» **WHAT YOU HAVE TO DO**: In the listing below, find each line that holds the string "start" and copy it.

» **RECORD EXCERPTS**:
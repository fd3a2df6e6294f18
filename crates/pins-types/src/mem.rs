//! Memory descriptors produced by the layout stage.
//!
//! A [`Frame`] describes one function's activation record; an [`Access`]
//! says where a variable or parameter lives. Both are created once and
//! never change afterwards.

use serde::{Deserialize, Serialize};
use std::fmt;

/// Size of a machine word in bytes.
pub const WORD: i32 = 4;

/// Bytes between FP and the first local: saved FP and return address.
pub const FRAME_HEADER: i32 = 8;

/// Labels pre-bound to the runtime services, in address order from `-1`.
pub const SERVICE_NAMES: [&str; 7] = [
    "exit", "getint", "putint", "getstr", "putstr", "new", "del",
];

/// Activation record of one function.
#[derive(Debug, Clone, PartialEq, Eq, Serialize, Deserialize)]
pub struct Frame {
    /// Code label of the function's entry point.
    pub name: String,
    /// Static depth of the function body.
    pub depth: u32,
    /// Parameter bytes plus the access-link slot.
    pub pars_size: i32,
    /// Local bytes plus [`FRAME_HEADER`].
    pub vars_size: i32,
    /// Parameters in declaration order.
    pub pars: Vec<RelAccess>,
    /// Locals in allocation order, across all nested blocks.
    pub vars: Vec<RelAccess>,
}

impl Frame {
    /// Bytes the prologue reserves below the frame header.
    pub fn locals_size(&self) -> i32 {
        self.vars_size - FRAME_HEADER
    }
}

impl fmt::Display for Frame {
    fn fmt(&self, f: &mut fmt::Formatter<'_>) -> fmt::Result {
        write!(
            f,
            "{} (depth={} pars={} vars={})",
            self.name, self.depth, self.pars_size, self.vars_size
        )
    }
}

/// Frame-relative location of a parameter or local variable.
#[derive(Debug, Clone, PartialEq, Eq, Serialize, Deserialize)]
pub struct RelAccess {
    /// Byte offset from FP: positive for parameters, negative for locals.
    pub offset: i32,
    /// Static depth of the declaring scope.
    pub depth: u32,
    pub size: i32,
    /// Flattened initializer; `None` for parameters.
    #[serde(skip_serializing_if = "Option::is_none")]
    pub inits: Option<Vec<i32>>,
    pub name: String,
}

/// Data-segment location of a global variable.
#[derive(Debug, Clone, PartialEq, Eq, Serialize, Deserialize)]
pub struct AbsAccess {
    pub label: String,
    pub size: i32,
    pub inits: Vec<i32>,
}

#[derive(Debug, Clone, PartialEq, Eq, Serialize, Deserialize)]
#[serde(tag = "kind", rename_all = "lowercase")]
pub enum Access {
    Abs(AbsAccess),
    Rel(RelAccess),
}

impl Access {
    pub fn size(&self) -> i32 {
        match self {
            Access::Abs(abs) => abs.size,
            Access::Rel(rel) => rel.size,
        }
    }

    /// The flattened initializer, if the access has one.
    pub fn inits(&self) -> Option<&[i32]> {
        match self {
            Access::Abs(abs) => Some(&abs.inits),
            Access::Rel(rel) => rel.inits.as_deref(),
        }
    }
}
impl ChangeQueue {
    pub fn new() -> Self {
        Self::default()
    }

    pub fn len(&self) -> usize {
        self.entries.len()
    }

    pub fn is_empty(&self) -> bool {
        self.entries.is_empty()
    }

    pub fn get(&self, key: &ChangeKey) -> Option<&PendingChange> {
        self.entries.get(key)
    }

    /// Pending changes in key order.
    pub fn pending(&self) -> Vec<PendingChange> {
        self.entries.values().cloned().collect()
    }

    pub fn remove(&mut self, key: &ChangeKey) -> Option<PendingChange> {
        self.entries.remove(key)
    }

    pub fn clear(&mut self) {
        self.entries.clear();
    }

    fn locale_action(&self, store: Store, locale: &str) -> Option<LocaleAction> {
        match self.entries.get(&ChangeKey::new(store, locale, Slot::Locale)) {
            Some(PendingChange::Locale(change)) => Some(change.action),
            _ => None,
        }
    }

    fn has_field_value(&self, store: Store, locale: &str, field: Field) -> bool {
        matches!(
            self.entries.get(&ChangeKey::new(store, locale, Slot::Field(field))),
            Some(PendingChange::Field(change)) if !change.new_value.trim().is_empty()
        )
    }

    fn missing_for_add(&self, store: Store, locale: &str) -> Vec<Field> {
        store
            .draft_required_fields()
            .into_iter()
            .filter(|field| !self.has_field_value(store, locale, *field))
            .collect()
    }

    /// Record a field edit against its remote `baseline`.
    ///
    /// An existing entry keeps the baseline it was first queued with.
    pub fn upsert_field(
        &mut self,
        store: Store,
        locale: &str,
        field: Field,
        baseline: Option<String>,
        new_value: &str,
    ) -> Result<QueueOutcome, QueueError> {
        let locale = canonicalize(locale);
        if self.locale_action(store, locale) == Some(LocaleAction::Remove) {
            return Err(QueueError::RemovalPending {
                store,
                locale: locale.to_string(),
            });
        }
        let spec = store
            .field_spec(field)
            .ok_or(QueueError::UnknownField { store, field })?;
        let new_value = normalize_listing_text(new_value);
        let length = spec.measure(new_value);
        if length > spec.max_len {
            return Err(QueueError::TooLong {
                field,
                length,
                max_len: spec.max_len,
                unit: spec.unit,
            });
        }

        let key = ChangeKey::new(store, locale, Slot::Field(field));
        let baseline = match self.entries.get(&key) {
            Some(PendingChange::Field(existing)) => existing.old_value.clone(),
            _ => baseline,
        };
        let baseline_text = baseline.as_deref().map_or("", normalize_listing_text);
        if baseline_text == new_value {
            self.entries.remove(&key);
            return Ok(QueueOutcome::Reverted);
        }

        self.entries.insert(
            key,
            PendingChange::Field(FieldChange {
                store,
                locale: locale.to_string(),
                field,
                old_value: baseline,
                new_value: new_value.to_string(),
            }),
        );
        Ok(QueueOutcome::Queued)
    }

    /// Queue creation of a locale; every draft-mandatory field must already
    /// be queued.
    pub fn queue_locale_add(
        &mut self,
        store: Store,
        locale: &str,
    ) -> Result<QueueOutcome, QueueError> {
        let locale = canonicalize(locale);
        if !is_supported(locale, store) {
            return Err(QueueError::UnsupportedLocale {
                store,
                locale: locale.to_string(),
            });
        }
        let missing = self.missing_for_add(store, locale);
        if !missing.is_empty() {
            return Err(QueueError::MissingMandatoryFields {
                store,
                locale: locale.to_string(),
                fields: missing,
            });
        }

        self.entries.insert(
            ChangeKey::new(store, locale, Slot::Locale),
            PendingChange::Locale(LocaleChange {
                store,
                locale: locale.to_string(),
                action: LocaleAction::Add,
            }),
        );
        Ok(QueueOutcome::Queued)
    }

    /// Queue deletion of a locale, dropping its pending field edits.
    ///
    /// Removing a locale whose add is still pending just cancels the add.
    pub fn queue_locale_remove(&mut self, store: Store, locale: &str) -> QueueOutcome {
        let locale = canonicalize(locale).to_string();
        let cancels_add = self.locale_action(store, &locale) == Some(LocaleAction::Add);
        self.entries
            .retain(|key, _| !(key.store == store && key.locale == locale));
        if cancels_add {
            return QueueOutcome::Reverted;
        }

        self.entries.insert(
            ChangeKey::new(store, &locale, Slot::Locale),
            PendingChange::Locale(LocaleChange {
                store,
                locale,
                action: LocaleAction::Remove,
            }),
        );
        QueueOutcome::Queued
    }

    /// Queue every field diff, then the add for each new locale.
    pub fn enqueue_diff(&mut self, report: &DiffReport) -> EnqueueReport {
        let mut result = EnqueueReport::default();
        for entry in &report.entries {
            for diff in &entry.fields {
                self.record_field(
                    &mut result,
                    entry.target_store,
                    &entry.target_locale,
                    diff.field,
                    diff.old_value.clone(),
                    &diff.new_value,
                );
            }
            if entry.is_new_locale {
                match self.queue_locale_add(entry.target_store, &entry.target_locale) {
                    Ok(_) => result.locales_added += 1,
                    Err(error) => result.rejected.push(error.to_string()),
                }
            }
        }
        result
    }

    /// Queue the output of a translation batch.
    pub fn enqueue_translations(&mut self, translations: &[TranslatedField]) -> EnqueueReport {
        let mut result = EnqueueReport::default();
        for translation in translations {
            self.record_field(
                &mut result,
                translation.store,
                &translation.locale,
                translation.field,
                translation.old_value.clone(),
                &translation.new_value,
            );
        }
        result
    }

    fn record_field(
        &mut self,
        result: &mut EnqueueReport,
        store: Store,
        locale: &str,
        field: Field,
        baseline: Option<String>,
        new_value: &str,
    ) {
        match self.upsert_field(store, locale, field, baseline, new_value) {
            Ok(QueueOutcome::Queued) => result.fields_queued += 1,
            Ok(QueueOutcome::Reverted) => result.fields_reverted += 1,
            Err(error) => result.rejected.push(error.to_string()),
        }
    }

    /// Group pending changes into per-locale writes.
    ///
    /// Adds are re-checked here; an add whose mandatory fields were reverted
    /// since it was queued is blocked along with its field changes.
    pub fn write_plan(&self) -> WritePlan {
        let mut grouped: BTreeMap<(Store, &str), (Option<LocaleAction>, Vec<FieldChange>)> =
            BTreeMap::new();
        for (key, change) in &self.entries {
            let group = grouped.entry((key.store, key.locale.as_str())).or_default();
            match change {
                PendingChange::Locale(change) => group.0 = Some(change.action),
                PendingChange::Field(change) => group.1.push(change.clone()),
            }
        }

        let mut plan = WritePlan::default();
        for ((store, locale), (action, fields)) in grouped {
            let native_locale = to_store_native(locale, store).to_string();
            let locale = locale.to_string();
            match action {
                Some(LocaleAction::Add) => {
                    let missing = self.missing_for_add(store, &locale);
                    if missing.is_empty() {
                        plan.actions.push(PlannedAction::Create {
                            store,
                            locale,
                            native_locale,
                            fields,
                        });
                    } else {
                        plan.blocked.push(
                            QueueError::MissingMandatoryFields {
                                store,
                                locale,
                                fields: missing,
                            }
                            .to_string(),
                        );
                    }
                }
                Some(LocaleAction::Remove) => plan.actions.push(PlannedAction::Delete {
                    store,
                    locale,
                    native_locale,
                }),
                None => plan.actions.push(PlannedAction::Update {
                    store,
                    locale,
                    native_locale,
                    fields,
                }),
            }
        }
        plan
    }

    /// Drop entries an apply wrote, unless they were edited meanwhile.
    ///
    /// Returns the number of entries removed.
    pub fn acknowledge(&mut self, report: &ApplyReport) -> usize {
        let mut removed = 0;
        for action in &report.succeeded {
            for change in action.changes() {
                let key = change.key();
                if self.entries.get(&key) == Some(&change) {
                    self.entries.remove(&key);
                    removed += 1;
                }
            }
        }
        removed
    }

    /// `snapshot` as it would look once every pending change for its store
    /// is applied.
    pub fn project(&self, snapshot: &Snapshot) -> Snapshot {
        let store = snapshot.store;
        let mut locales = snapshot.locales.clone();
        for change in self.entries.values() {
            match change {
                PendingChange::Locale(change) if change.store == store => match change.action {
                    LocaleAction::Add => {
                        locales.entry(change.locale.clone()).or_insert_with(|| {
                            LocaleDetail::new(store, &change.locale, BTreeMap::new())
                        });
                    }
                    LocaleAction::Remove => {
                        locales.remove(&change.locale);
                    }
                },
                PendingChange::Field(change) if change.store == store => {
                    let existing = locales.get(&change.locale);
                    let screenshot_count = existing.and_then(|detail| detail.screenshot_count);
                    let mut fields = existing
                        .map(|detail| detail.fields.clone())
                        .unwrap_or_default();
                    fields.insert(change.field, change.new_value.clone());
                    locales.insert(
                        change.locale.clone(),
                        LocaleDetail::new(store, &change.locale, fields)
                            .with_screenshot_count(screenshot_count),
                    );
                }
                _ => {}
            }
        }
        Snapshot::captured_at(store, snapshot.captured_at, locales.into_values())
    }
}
* * *
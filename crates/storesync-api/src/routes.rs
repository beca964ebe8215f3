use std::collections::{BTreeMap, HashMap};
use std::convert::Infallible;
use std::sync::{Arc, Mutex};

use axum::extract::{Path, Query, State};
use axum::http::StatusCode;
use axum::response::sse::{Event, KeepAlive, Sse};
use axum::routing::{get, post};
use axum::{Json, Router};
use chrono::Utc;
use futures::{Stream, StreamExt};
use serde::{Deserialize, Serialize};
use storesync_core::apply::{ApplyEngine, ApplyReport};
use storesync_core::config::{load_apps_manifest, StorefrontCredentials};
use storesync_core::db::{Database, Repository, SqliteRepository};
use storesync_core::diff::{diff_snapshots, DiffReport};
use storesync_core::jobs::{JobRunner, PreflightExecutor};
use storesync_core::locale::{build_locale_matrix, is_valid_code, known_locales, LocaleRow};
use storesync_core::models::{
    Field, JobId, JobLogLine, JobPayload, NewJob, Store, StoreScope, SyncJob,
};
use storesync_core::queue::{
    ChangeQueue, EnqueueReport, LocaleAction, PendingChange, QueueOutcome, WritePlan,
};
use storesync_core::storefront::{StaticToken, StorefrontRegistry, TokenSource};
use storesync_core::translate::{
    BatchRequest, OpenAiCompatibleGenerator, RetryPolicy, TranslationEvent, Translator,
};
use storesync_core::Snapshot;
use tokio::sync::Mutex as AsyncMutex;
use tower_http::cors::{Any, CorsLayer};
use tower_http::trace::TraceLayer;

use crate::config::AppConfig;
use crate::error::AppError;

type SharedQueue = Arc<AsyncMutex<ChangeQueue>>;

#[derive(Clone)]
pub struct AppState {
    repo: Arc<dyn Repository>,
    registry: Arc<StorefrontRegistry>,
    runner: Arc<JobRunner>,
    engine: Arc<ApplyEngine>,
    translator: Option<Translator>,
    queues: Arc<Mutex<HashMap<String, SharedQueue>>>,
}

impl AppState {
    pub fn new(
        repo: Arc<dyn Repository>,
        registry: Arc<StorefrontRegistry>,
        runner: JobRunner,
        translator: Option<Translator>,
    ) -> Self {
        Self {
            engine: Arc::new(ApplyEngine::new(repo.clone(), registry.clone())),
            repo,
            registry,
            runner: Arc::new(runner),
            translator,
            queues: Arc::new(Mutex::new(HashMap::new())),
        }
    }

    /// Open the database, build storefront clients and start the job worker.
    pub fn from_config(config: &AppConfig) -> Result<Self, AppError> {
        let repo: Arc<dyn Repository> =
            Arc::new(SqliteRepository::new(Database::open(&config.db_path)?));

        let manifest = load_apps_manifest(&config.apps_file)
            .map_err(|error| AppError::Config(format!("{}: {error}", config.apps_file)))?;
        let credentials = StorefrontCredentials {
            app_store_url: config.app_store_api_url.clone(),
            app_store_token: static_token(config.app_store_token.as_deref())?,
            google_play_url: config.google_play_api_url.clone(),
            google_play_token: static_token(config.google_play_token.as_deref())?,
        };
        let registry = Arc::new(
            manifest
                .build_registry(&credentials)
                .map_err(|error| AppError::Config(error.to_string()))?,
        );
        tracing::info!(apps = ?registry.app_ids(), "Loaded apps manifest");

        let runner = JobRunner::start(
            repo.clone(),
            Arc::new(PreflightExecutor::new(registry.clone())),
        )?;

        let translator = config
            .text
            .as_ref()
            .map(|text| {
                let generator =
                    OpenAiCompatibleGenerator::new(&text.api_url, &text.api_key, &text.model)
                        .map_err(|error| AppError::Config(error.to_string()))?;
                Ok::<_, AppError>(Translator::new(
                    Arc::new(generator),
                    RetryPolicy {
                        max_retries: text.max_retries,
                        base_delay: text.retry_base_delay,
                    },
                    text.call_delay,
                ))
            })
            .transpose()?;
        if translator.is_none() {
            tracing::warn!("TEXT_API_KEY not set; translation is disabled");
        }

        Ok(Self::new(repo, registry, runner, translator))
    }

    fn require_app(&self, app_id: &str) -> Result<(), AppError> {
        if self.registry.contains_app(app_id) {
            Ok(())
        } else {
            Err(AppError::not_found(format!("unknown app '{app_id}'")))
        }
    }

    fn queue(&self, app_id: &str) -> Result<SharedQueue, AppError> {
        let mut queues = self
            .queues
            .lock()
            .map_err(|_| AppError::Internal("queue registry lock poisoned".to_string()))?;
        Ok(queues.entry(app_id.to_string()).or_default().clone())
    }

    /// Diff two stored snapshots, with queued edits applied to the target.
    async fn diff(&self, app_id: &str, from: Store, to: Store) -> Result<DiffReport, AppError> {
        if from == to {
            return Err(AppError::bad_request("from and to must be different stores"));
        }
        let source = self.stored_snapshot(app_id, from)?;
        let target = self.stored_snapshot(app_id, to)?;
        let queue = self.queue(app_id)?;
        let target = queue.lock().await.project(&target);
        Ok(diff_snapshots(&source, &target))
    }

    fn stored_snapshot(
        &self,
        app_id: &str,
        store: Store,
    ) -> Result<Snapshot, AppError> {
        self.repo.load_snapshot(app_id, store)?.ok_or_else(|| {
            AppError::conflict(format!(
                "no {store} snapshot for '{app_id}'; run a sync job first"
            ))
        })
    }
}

» **SOLUTION TO THIS EXERCISE**:
    /// Open the database, build storefront clients and start the job worker.
        let runner = JobRunner::start(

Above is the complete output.